2025-10-18 17:15:08 +02:00
parent 4150d8ba45
commit 6f70d05bf2
4 changed files with 13 additions and 5 deletions
--- a/owocr/config.py
+++ b/owocr/config.py
@@ -58,6 +58,8 @@ parser.add_argument('-scc', '--coordinate_selector_combo', type=str, default=arg
                    help='When reading with screen capture, combo to wait on for invoking the coordinate picker to change the screen/window area. Example value: "<ctrl>+<shift>+c". The list of keys can be found here: https://pynput.readthedocs.io/en/latest/keyboard.html#pynput.keyboard.Key')
 parser.add_argument('-l', '--language', type=str, default=argparse.SUPPRESS,
                    help='Two letter language code for filtering screencapture OCR results. Ex. "ja" for Japanese, "zh" for Chinese, "ko" for Korean, "ar" for Arabic, "ru" for Russian, "el" for Greek, "he" for Hebrew, "th" for Thai. Any other value will use Latin Extended (for most European languages and English).')
+parser.add_argument('-j', '--join_lines', type=str2bool, nargs='?', const=True, default=argparse.SUPPRESS,
+                    help="Display lines in the text output without a space between them.")
 parser.add_argument('-f', '--furigana_filter', type=str2bool, nargs='?', const=True, default=argparse.SUPPRESS,
                    help="Try to filter furigana lines for Japanese.")
 parser.add_argument('-of', '--output_format', type=str, default=argparse.SUPPRESS,
@@ -99,6 +101,7 @@ class Config:
        'screen_capture_only_active_windows': True,
        'screen_capture_frame_stabilization': -1,
        'screen_capture_line_recovery': True,
+        'join_lines': False,
        'furigana_filter': True,
        'screen_capture_combo': '',
        'coordinate_selector_combo': '',
--- a/owocr/run.py
+++ b/owocr/run.py
@@ -1332,8 +1332,9 @@ class SecondPassThread:
    def _process_ocr(self):
        while self.running:
            try:
-                img, engine_instance, recovered_lines_count = self.input_queue.get(timeout=0.5)
+                img, engine_index_local, recovered_lines_count = self.input_queue.get(timeout=0.5)

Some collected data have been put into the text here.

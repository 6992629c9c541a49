//! Middleware pipeline and enhancer composition.
//!
//! A middleware wraps dispatch: it receives the store api and the next stage
//! of the chain once at setup, and returns its own dispatch stage. Stages
//! compose right-to-left around the base dispatch, so the first middleware
//! in the list sees every dispatched op first.
//!
//! # Example
//!
//! ```ignore
//! use flux_dispatch_core::prelude::*;
//!
//! let store = create_store_with_enhancer(
//!     reducer,
//!     None,
//!     apply_middleware(vec![Arc::new(ThunkMiddleware::default())]),
//! );
//! ```

use std::any::Any;
use std::sync::Arc;

use tokio_util::sync::CancellationToken;

use crate::error::StoreError;
use crate::store::{
    Dispatched, DispatchFn, Enhancer, GetStateFn, Op, Store, StoreCreator, ThunkContext,
    ThunkHandle,
};

/// The store surface handed to middleware at setup.
///
/// `dispatch` refers to the fully wrapped outer chain, enabling recursive
/// dispatch; invoking it while the chain is still being composed returns
/// [`StoreError::DispatchDuringSetup`].
#[derive(Clone)]
pub struct MiddlewareApi {
    pub dispatch: DispatchFn,
    pub get_state: GetStateFn,
}

/// One stage of the composed dispatch chain.
pub type NextFn = Arc<dyn Fn(Op) -> Result<Dispatched, StoreError> + Send + Sync>;

/// A function wrapping dispatch, producing a new dispatch.
pub trait Middleware: Send + Sync {
    fn wrap(self: Arc<Self>, api: MiddlewareApi, next: NextFn) -> NextFn;
}

/// Right-to-left function composition; zero functions yields identity.
pub fn compose<T: 'static>(fns: Vec<Box<dyn FnOnce(T) -> T>>) -> Box<dyn FnOnce(T) -> T> {
    Box::new(move |seed| fns.into_iter().rev().fold(seed, |acc, f| f(acc)))
}

/// Compose enhancers right-to-left into a single enhancer.
pub fn compose_enhancers(enhancers: Vec<Enhancer>) -> Enhancer {
    Box::new(move |creator: StoreCreator| {
        enhancers
            .into_iter()
            .rev()
            .fold(creator, |acc, enhancer| enhancer(acc))
    })
}

/// Build an enhancer that composes `middlewares` around the base dispatch.
pub fn apply_middleware(middlewares: Vec<Arc<dyn Middleware>>) -> Enhancer {
    Box::new(move |create: StoreCreator| {
        Box::new(move |reducer, preloaded| {
            let store = create(reducer, preloaded);
            store.begin_chain_setup();

            let api = MiddlewareApi {
                dispatch: {
                    let store = store.clone();
                    Arc::new(move |op| store.dispatch(op))
                },
                get_state: {
                    let store = store.clone();
                    Arc::new(move || store.get_state())
                },
            };

            let mut next: NextFn = {
                let store = store.clone();
                Arc::new(move |op| store.base_op(op))
            };
            for middleware in middlewares.iter().rev() {
                next = middleware.clone().wrap(api.clone(), next.clone());
            }

            store.install_chain(next);
            store
        })
    })
}

/// Convenience: create an enhanced store with the given middleware chain.
pub fn create_store_with_middleware(
    reducer: crate::store::RootReducer,
    preloaded: Option<serde_json::Value>,
    middlewares: Vec<Arc<dyn Middleware>>,
) -> Store {
    crate::store::create_store_with_enhancer(reducer, preloaded, apply_middleware(middlewares))
}

/// Middleware that intercepts [`Op::Thunk`] and spawns the thunk body.
///
/// The body receives `(dispatch, get_state, extra)` through a
/// [`ThunkContext`]; its future is spawned on the ambient tokio runtime and
/// surfaced to the caller as a [`ThunkHandle`]. Plain actions delegate to
/// `next`.
#[derive(Default)]
pub struct ThunkMiddleware {
    extra: Option<Arc<dyn Any + Send + Sync>>,
}

impl ThunkMiddleware {
    pub fn new() -> Self {
        Self::default()
    }

    /// Configure the extra argument passed to every thunk body.
    pub fn with_extra(extra: Arc<dyn Any + Send + Sync>) -> Self {
        Self { extra: Some(extra) }
    }
}

impl Middleware for ThunkMiddleware {
    fn wrap(self: Arc<Self>, api: MiddlewareApi, next: NextFn) -> NextFn {
        Arc::new(move |op| match op {
            Op::Thunk(thunk) => {
                let (body, request_id, token) = thunk.into_parts();
                let token = token.unwrap_or_else(CancellationToken::new);
                let ctx = ThunkContext {
                    dispatch: api.dispatch.clone(),
                    get_state: api.get_state.clone(),
                    extra: self.extra.clone(),
                    signal: token.clone(),
                };
                let join = tokio::spawn(body(ctx));
                Ok(Dispatched::Handle(ThunkHandle::new(request_id, token, join)))
            }
            op => next(op),
        })
    }
}

#[cfg(test)]
mod tests {
    use super::*;
    use crate::action::Action;
    use crate::store::{create_store_with_enhancer, RootReducer, Thunk};
    use serde_json::{json, Value};
    use std::sync::Mutex;

    fn tracking_reducer(log: Arc<Mutex<Vec<String>>>) -> RootReducer {
        Arc::new(move |state, action| {
            log.lock().unwrap().push(action.kind.clone());
            let count = state.and_then(Value::as_i64).unwrap_or(0);
            if action.kind == "bump" {
                json!(count + 1)
            } else {
                json!(count)
            }
        })
    }

    /// Tags every action payload with a marker so ordering is observable.
    struct TaggingMiddleware(&'static str);

    impl Middleware for TaggingMiddleware {
        fn wrap(self: Arc<Self>, _api: MiddlewareApi, next: NextFn) -> NextFn {
            let tag = self.0;
            Arc::new(move |op| match op {
                Op::Action(mut action) => {
                    let mut tags = action
                        .payload
                        .take()
                        .and_then(|p| match p {
                            Value::Array(items) => Some(items),
                            _ => None,
                        })
                        .unwrap_or_default();
                    tags.push(json!(tag));
                    next(Op::Action(action.with_payload(Value::Array(tags))))
                }
                op => next(op),
            })
        }
    }

    #[test]
    fn compose_is_right_to_left() {
        let double: Box<dyn FnOnce(i32) -> i32> = Box::new(|x| x * 2);
        let add_one: Box<dyn FnOnce(i32) -> i32> = Box::new(|x| x + 1);
        // compose(double, add_one)(3) = double(add_one(3)) = 8
        assert_eq!(compose(vec![double, add_one])(3), 8);
    }

    #[test]
    fn compose_of_nothing_is_identity() {
        assert_eq!(compose::<i32>(vec![])(7), 7);
    }

    /// Middleware that misuses the api dispatch during setup.
    struct EagerMiddleware {
        setup_result: Mutex<Option<Result<(), crate::error::StoreError>>>,
    }

    impl Middleware for EagerMiddleware {
        fn wrap(self: Arc<Self>, api: MiddlewareApi, next: NextFn) -> NextFn {
            let result = (api.dispatch)(Op::Action(Action::new("too-early"))).map(|_| ());
            *self.setup_result.lock().unwrap() = Some(result);
            next
        }
    }

    #[test]
    fn dispatching_during_middleware_setup_fails() {
        let eager = Arc::new(EagerMiddleware {
            setup_result: Mutex::new(None),
        });
        let log = Arc::new(Mutex::new(Vec::new()));
        let store = create_store_with_enhancer(
            tracking_reducer(log.clone()),
            None,
            apply_middleware(vec![eager.clone()]),
        );

        assert_eq!(
            eager.setup_result.lock().unwrap().clone(),
            Some(Err(crate::error::StoreError::DispatchDuringSetup))
        );
        // Once composed, dispatch works normally.
        store.dispatch(Action::new("bump")).unwrap();
    }

    #[test]
    fn middleware_runs_in_declaration_order() {
        let log = Arc::new(Mutex::new(Vec::new()));
        let store = create_store_with_enhancer(
            tracking_reducer(log.clone()),
            None,
            apply_middleware(vec![
                Arc::new(TaggingMiddleware("outer")),
                Arc::new(TaggingMiddleware("inner")),
            ]),
        );

        let committed = store
            .dispatch(Action::new("probe"))
            .unwrap()
            .action()
            .unwrap();
        assert_eq!(committed.payload, Some(json!(["outer", "inner"])));
    }

    #[tokio::test]
    async fn thunk_middleware_invokes_body_with_store_access() {
        let log = Arc::new(Mutex::new(Vec::new()));
        let store = create_store_with_enhancer(
            tracking_reducer(log.clone()),
            None,
            apply_middleware(vec![Arc::new(ThunkMiddleware::new())]),
        );

        let thunk = Thunk::new(|ctx: ThunkContext| {
            Box::pin(async move {
                (ctx.dispatch)(Op::Action(Action::new("bump"))).ok();
                let state = (ctx.get_state)();
                Action::new("done").with_payload(state.as_ref().clone())
            })
        });

        let terminal = store.dispatch(thunk).unwrap().resolved().await;
        assert_eq!(terminal.kind, "done");
        assert_eq!(terminal.payload, Some(json!(1)));
    }

    #[tokio::test]
    async fn thunk_receives_extra_argument() {
        let store = create_store_with_enhancer(
            Arc::new(|_, _| Value::Null),
            None,
            apply_middleware(vec![Arc::new(ThunkMiddleware::with_extra(Arc::new(
                "api-client".to_string(),
            )))]),
        );

        let thunk = Thunk::new(|ctx: ThunkContext| {
            Box::pin(async move {
                let extra = ctx
                    .extra
                    .as_ref()
                    .and_then(|e| e.downcast_ref::<String>().cloned())
                    .unwrap_or_default();
                Action::new("done").with_payload(json!(extra))
            })
        });

        let terminal = store.dispatch(thunk).unwrap().resolved().await;
        assert_eq!(terminal.payload, Some(json!("api-client")));
    }
}
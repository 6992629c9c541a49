//! Process-wide persistence controllers.
//!
//! A controller coordinates the enhancer (which owns the write path) and
//! the middleware (which maps control actions) for one storage key. The
//! registry is injectable so tests can isolate controllers; the default is
//! a process-wide singleton shared by every store persisting the same key.

use std::collections::HashMap;
use std::sync::atomic::{AtomicBool, Ordering};
use std::sync::{Arc, Mutex};

use once_cell::sync::Lazy;

type ControlFn = Arc<dyn Fn() + Send + Sync>;

/// Pause/resume/flush/purge coordination for one persisted key.
#[derive(Default)]
pub struct PersistController {
    paused: AtomicBool,
    flusher: Mutex<Option<ControlFn>>,
    purger: Mutex<Option<ControlFn>>,
}

impl PersistController {
    /// Suspend write scheduling; reducers keep running.
    pub fn pause(&self) {
        self.paused.store(true, Ordering::SeqCst);
    }

    pub fn resume(&self) {
        self.paused.store(false, Ordering::SeqCst);
    }

    pub fn is_paused(&self) -> bool {
        self.paused.load(Ordering::SeqCst)
    }

    /// Cancel any pending debounce and write immediately.
    pub fn flush(&self) {
        let flusher = self
            .flusher
            .lock()
            .unwrap_or_else(|poisoned| poisoned.into_inner())
            .clone();
        if let Some(flusher) = flusher {
            flusher();
        }
    }

    /// Remove the persisted record from storage.
    pub fn purge(&self) {
        let purger = self
            .purger
            .lock()
            .unwrap_or_else(|poisoned| poisoned.into_inner())
            .clone();
        if let Some(purger) = purger {
            purger();
        }
    }

    /// Installed by the enhancer that owns the write path.
    pub fn set_flusher(&self, flusher: impl Fn() + Send + Sync + 'static) {
        *self
            .flusher
            .lock()
            .unwrap_or_else(|poisoned| poisoned.into_inner()) = Some(Arc::new(flusher));
    }

    /// Installed by the enhancer that owns the storage entry.
    pub fn set_purger(&self, purger: impl Fn() + Send + Sync + 'static) {
        *self
            .purger
            .lock()
            .unwrap_or_else(|poisoned| poisoned.into_inner()) = Some(Arc::new(purger));
    }
}

/// Maps persistence keys to shared controllers.
#[derive(Default)]
pub struct ControllerRegistry {
    controllers: Mutex<HashMap<String, Arc<PersistController>>>,
}

impl ControllerRegistry {
    pub fn new() -> Self {
        Self::default()
    }

    /// The controller for `key`, created on first use. Enhancer and
    /// middleware targeting the same key share one controller.
    pub fn controller(&self, key: &str) -> Arc<PersistController> {
        self.controllers
            .lock()
            .unwrap_or_else(|poisoned| poisoned.into_inner())
            .entry(key.to_string())
            .or_default()
            .clone()
    }
}

static GLOBAL_REGISTRY: Lazy<Arc<ControllerRegistry>> =
    Lazy::new(|| Arc::new(ControllerRegistry::new()));

/// The process-wide default registry.
pub fn global_registry() -> Arc<ControllerRegistry> {
    GLOBAL_REGISTRY.clone()
}

#[cfg(test)]
mod tests {
    use super::*;
    use std::sync::atomic::AtomicUsize;

    #[test]
    fn same_key_shares_a_controller() {
        let registry = ControllerRegistry::new();
        let a = registry.controller("app");
        let b = registry.controller("app");
        let other = registry.controller("other");

        assert!(Arc::ptr_eq(&a, &b));
        assert!(!Arc::ptr_eq(&a, &other));

        a.pause();
        assert!(b.is_paused());
        b.resume();
        assert!(!a.is_paused());
    }

    #[test]
    fn flush_and_purge_invoke_installed_hooks() {
        let controller = PersistController::default();
        let flushes = Arc::new(AtomicUsize::new(0));
        let purges = Arc::new(AtomicUsize::new(0));

        // Without hooks these are no-ops.
        controller.flush();
        controller.purge();

        let f = flushes.clone();
        controller.set_flusher(move || {
            f.fetch_add(1, Ordering::SeqCst);
        });
        let p = purges.clone();
        controller.set_purger(move || {
            p.fetch_add(1, Ordering::SeqCst);
        });

        controller.flush();
        controller.purge();
        assert_eq!(flushes.load(Ordering::SeqCst), 1);
        assert_eq!(purges.load(Ordering::SeqCst), 1);
    }
}
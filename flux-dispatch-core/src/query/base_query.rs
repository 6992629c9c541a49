//! The transport seam: a base query turns request args into data or error.

use std::sync::Arc;

use futures::future::BoxFuture;
use serde_json::Value;
use tokio_util::sync::CancellationToken;

use crate::error::QueryError;
use crate::store::{DispatchFn, GetStateFn};

/// Store access and cancellation handed to a base query run.
#[derive(Clone)]
pub struct BaseQueryApi {
    pub signal: CancellationToken,
    pub dispatch: DispatchFn,
    pub get_state: GetStateFn,
}

/// The transport contract: `(args, api) -> data | error`.
pub trait BaseQuery: Send + Sync {
    fn execute(
        &self,
        args: Value,
        api: BaseQueryApi,
    ) -> BoxFuture<'static, Result<Value, QueryError>>;
}

/// Adapt a closure into a [`BaseQuery`].
pub struct BaseQueryFn<F>(pub F);

impl<F> BaseQuery for BaseQueryFn<F>
where
    F: Fn(Value, BaseQueryApi) -> BoxFuture<'static, Result<Value, QueryError>> + Send + Sync,
{
    fn execute(
        &self,
        args: Value,
        api: BaseQueryApi,
    ) -> BoxFuture<'static, Result<Value, QueryError>> {
        (self.0)(args, api)
    }
}

/// Configuration for [`fetch_base_query`].
#[cfg(feature = "fetch")]
pub struct FetchBaseQueryConfig {
    pub base_url: String,
    /// Adjust headers before each request.
    pub prepare_headers:
        Option<Arc<dyn Fn(reqwest::header::HeaderMap) -> reqwest::header::HeaderMap + Send + Sync>>,
}

#[cfg(feature = "fetch")]
impl FetchBaseQueryConfig {
    pub fn new(base_url: impl Into<String>) -> Self {
        Self {
            base_url: base_url.into(),
            prepare_headers: None,
        }
    }
}

/// The default HTTP transport.
///
/// Accepts `args` as either a string path or an object
/// `{url, method?, body?, headers?, params?}`. Composes the url against
/// `base_url`, JSON-encodes non-GET bodies, attaches the abort signal, and
/// maps failures to the standard error shapes.
#[cfg(feature = "fetch")]
pub struct FetchBaseQuery {
    base_url: String,
    prepare_headers:
        Option<Arc<dyn Fn(reqwest::header::HeaderMap) -> reqwest::header::HeaderMap + Send + Sync>>,
    client: reqwest::Client,
}

#[cfg(feature = "fetch")]
pub fn fetch_base_query(config: FetchBaseQueryConfig) -> Arc<dyn BaseQuery> {
    Arc::new(FetchBaseQuery {
        base_url: config.base_url,
        prepare_headers: config.prepare_headers,
        client: reqwest::Client::new(),
    })
}

#[cfg(feature = "fetch")]
impl FetchBaseQuery {
    fn build_request(&self, args: &Value) -> Result<reqwest::RequestBuilder, QueryError> {
        let (path, method, body, headers, params) = match args {
            Value::String(path) => (path.clone(), "GET".to_string(), None, None, None),
            Value::Object(request) => (
                request
                    .get("url")
                    .and_then(Value::as_str)
                    .unwrap_or_default()
                    .to_string(),
                request
                    .get("method")
                    .and_then(Value::as_str)
                    .unwrap_or("GET")
                    .to_uppercase(),
                request.get("body").cloned(),
                request.get("headers").and_then(Value::as_object).cloned(),
                request.get("params").and_then(Value::as_object).cloned(),
            ),
            other => {
                return Err(QueryError::fetch(format!(
                    "unsupported request args: {other}"
                )))
            }
        };

        let url = if path.starts_with("http://") || path.starts_with("https://") {
            path
        } else {
            format!(
                "{}/{}",
                self.base_url.trim_end_matches('/'),
                path.trim_start_matches('/')
            )
        };

        let method = reqwest::Method::from_bytes(method.as_bytes())
            .map_err(|err| QueryError::fetch(format!("invalid method: {err}")))?;
        let mut request = self.client.request(method.clone(), &url);

        if let Some(params) = params {
            let pairs: Vec<(String, String)> = params
                .iter()
                .map(|(key, value)| {
                    let rendered = match value {
                        Value::String(s) => s.clone(),
                        other => other.to_string(),
                    };
                    (key.clone(), rendered)
                })
                .collect();
            request = request.query(&pairs);
        }

        let mut header_map = reqwest::header::HeaderMap::new();
        if let Some(headers) = headers {
            for (key, value) in &headers {
                let name = reqwest::header::HeaderName::from_bytes(key.as_bytes())
                    .map_err(|err| QueryError::fetch(format!("invalid header name: {err}")))?;
                let rendered = match value {
                    Value::String(s) => s.clone(),
                    other => other.to_string(),
                };
                let header_value = reqwest::header::HeaderValue::from_str(&rendered)
                    .map_err(|err| QueryError::fetch(format!("invalid header value: {err}")))?;
                header_map.insert(name, header_value);
            }
        }
        if let Some(prepare) = &self.prepare_headers {
            header_map = prepare(header_map);
        }
        request = request.headers(header_map);

        if let Some(body) = body {
            if method != reqwest::Method::GET {
                request = request.json(&body);
            }
        }
        Ok(request)
    }

    async fn run(request: reqwest::RequestBuilder, signal: CancellationToken) -> Result<Value, QueryError> {
        let response = tokio::select! {
            _ = signal.cancelled() => return Err(QueryError::fetch("request aborted")),
            response = request.send() => {
                response.map_err(|err| QueryError::fetch(err.to_string()))?
            }
        };

        let status = response.status().as_u16();
        let text = response
            .text()
            .await
            .map_err(|err| QueryError::fetch(err.to_string()))?;
        let parsed = if text.is_empty() {
            Ok(Value::Null)
        } else {
            serde_json::from_str::<Value>(&text)
        };

        if (200..300).contains(&status) {
            parsed.map_err(|err| QueryError::parsing(status, err.to_string()))
        } else {
            // Non-2xx bodies that fail to parse are kept as raw text.
            Err(QueryError::http(
                status,
                parsed.unwrap_or(Value::String(text)),
            ))
        }
    }
}

#[cfg(feature = "fetch")]
impl BaseQuery for FetchBaseQuery {
    fn execute(
        &self,
        args: Value,
        api: BaseQueryApi,
    ) -> BoxFuture<'static, Result<Value, QueryError>> {
        let request = self.build_request(&args);
        Box::pin(async move { Self::run(request?, api.signal).await })
    }
}
/// A thunk fetching one page at a time.
///
/// The fulfilled payload is
/// `{items, totalCount, pageSize, currentPage, hasMore}`.
pub fn create_paginated_thunk<F>(type_prefix: impl Into<String>, fetch_page: F) -> AsyncThunk
where
    F: Fn(PageRequest) -> BoxFuture<'static, Result<PageResult, ThunkError>>
        + Send
        + Sync
        + 'static,
{
    let fetch_page = Arc::new(fetch_page);
    AsyncThunk::new(type_prefix, move |arg, _api: ThunkApi| {
        let fetch_page = fetch_page.clone();
        Box::pin(async move {
            let request = PageRequest::from_arg(&arg);
            let page = fetch_page(request).await?;
            let has_more = request.page.saturating_mul(request.page_size) < page.total_count;
            Ok(json!({
                "items": page.items,
                "totalCount": page.total_count,
                "pageSize": request.page_size,
                "currentPage": request.page,
                "hasMore": has_more,
            }))
        })
    })
}

fn query_of(arg: &Value) -> String {
    match arg {
        Value::String(s) => s.clone(),
        other => other
            .get("query")
            .and_then(Value::as_str)
            .unwrap_or_default()
            .to_string(),
    }
}

/// A debounced, abort-aware search thunk.
///
/// The payload creator waits [`SEARCH_DEBOUNCE_MS`] before searching and
/// skips the work when the invocation was aborted during the wait. The
/// condition gate drops empty and whitespace-only queries before any
/// `pending` is emitted.
pub fn create_search_thunk<F>(type_prefix: impl Into<String>, search: F) -> AsyncThunk
where
    F: Fn(String) -> BoxFuture<'static, Result<Value, ThunkError>> + Send + Sync + 'static,
{
    let search = Arc::new(search);
    AsyncThunk::new(type_prefix, move |arg, api: ThunkApi| {
        let search = search.clone();
        Box::pin(async move {
            tokio::time::sleep(Duration::from_millis(SEARCH_DEBOUNCE_MS)).await;
            if api.aborted() {
                // Superseded while debouncing; the engine turns this into
                // an aborted rejection.
                return Ok(Value::Null);
            }
            search(query_of(&arg).trim().to_string()).await
        })
    })
    .with_condition(|arg, _api| !query_of(arg).trim().is_empty())
}
//! Input-equality memoized selectors.
//!
//! Selectors derive values from the root state and hand back shared
//! [`Arc`]s: while inputs are unchanged, repeated calls return the identical
//! allocation, so consumers can detect "nothing changed" with a pointer
//! comparison. In the dynamic state model, "referential equality" of an
//! input tuple means `Arc` pointer equality or value equality, whichever is
//! cheaper to establish first.

use std::sync::atomic::{AtomicUsize, Ordering};
use std::sync::{Arc, Mutex};

use serde_json::{Map, Value};

use crate::store::StateRef;

/// An input extractor feeding a selector.
pub type SelectorFn = Arc<dyn Fn(&StateRef) -> Arc<Value> + Send + Sync>;

type Combiner = Arc<dyn Fn(&[Arc<Value>]) -> Value + Send + Sync>;

struct SelectorCache {
    state: Option<StateRef>,
    inputs: Vec<Arc<Value>>,
    output: Arc<Value>,
}

/// A memoized derivation over the root state.
pub struct Selector {
    inputs: Vec<SelectorFn>,
    combiner: Combiner,
    /// Memoize by state identity instead of by input tuple.
    state_keyed: bool,
    cache: Mutex<Option<SelectorCache>>,
    recomputations: AtomicUsize,
}

fn same_value(a: &Arc<Value>, b: &Arc<Value>) -> bool {
    Arc::ptr_eq(a, b) || a == b
}

impl Selector {
    /// Run the selector against the given state.
    pub fn select(self: &Arc<Self>, state: &StateRef) -> Arc<Value> {
        let mut cache = self
            .cache
            .lock()
            .unwrap_or_else(|poisoned| poisoned.into_inner());

        if self.state_keyed {
            if let Some(cached) = cache.as_ref() {
                if cached
                    .state
                    .as_ref()
                    .is_some_and(|cached_state| Arc::ptr_eq(cached_state, state))
                {
                    return cached.output.clone();
                }
            }
        }

        let inputs: Vec<Arc<Value>> = self.inputs.iter().map(|input| input(state)).collect();

        if !self.state_keyed {
            if let Some(cached) = cache.as_ref() {
                if cached.inputs.len() == inputs.len()
                    && cached
                        .inputs
                        .iter()
                        .zip(inputs.iter())
                        .all(|(a, b)| same_value(a, b))
                {
                    return cached.output.clone();
                }
            }
        }

        let output = Arc::new((self.combiner)(&inputs));
        self.recomputations.fetch_add(1, Ordering::Relaxed);
        *cache = Some(SelectorCache {
            state: self.state_keyed.then(|| state.clone()),
            inputs,
            output: output.clone(),
        });
        output
    }

    /// How many times the combiner has run. Useful in tests.
    pub fn recomputations(&self) -> usize {
        self.recomputations.load(Ordering::Relaxed)
    }

    /// Use this selector as the input of another.
    pub fn as_input(self: &Arc<Self>) -> SelectorFn {
        let selector = self.clone();
        Arc::new(move |state| selector.select(state))
    }
}

/// Lift a plain extraction function into a [`SelectorFn`].
pub fn input<F>(f: F) -> SelectorFn
where
    F: Fn(&Value) -> Value + Send + Sync + 'static,
{
    Arc::new(move |state| Arc::new(f(state)))
}

/// Memoize a derivation over a set of inputs.
///
/// The combiner reruns only when the input tuple changed; identical inputs
/// return the identical output `Arc`.
pub fn create_selector<F>(inputs: Vec<SelectorFn>, combiner: F) -> Arc<Selector>
where
    F: Fn(&[Arc<Value>]) -> Value + Send + Sync + 'static,
{
    Arc::new(Selector {
        inputs,
        combiner: Arc::new(combiner),
        state_keyed: false,
        cache: Mutex::new(None),
        recomputations: AtomicUsize::new(0),
    })
}

/// One-argument passthrough: memoizes by state identity.
pub fn state_selector<F>(f: F) -> Arc<Selector>
where
    F: Fn(&Value) -> Value + Send + Sync + 'static,
{
    Arc::new(Selector {
        inputs: vec![input(f)],
        combiner: Arc::new(|inputs: &[Arc<Value>]| {
            inputs
                .first()
                .map(|v| v.as_ref().clone())
                .unwrap_or(Value::Null)
        }),
        state_keyed: true,
        cache: Mutex::new(None),
        recomputations: AtomicUsize::new(0),
    })
}

/// Build an object-valued selector that returns the same `Arc` while state
/// identity is unchanged.
pub fn create_structured_selector<K: Into<String>>(
    fields: Vec<(K, Arc<Selector>)>,
) -> Arc<Selector> {
    let fields: Vec<(String, Arc<Selector>)> = fields
        .into_iter()
        .map(|(key, selector)| (key.into(), selector))
        .collect();
    let keys: Vec<String> = fields.iter().map(|(key, _)| key.clone()).collect();
    let inputs: Vec<SelectorFn> = fields
        .iter()
        .map(|(_, selector)| selector.as_input())
        .collect();

    Arc::new(Selector {
        inputs,
        combiner: Arc::new(move |values: &[Arc<Value>]| {
            let mut object = Map::with_capacity(keys.len());
            for (key, value) in keys.iter().zip(values.iter()) {
                object.insert(key.clone(), value.as_ref().clone());
            }
            Value::Object(object)
        }),
        state_keyed: true,
        cache: Mutex::new(None),
        recomputations: AtomicUsize::new(0),
    })
}
//! Data-query engine: cache-keyed requests, deduplication, tag-based
//! invalidation, reactive consumers, and mutation lifecycle.
//!
//! Build an [`Api`] with [`create_api`], mount [`Api::reducer`] at the
//! reducer path, install [`Api::middleware`] next to the thunk middleware,
//! and consume endpoints through the hook factories or
//! [`Api::initiate`]/[`Api::select_query`] directly.

pub mod api;
pub mod base_query;
pub mod endpoint;
pub mod hooks;
pub mod key;
pub mod state;

pub use api::{create_api, Api, ApiOptions, InitiateOptions};
pub use base_query::{BaseQuery, BaseQueryApi, BaseQueryFn};
#[cfg(feature = "fetch")]
pub use base_query::{fetch_base_query, FetchBaseQuery, FetchBaseQueryConfig};
pub use endpoint::{EndpointBuilder, MutationDef, QueryDef};
pub use hooks::{
    create_lazy_query_hook, create_mutation_hook, create_query_hook, LazyQueryHook, LazyTrigger,
    MutationHandle, MutationHook, MutationHookState, QueryHandle, QueryHook, QueryHookOptions,
    QueryHookState,
};
pub use key::{cache_key, canonical_json};
pub use state::{CacheEntry, QueryStatus, Tag};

+                engine_instance = engine_instances[engine_index_local]
                start_time = time.time()
                res, result_data = engine_instance(img)
                end_time = time.time()
@@ -1359,13 +1360,14 @@ class OutputResult:
        self.engine_color = config.get_general('engine_color')
        self.verbosity = config.get_general('verbosity')
        self.notifications = config.get_general('notifications')
+        self.line_separator = '' if config.get_general('join_lines') else ' '
        self.write_to = config.get_general('write_to')
        self.filtering = TextFiltering()
        self.second_pass_thread = SecondPassThread()

    def _post_process(self, text, strip_spaces):
        is_cj_text = self.filtering.cj_regex.search(''.join(text))
-        line_separator = '' if strip_spaces else ' '
+        line_separator = '' if strip_spaces else self.line_separator
        if is_cj_text:
            text = line_separator.join([''.join(i.split()) for i in text])
        else:
@@ -1385,7 +1387,7 @@ class OutputResult:

    def __call__(self, img_or_path, filter_text, auto_pause, notify):
        engine_index_local = engine_index
-        engine_instance = engine_instances[engine_index]
+        engine_instance = engine_instances[engine_index_local]
        two_pass_processing_active = False
        result_data = None

@@ -1410,7 +1412,7 @@ class OutputResult:
                            img_or_path = changed_regions_image

                        self.second_pass_thread.start()
-                        self.second_pass_thread.submit_task(img_or_path, engine_instance, recovered_lines_count)
+                        self.second_pass_thread.submit_task(img_or_path, engine_index_local, recovered_lines_count)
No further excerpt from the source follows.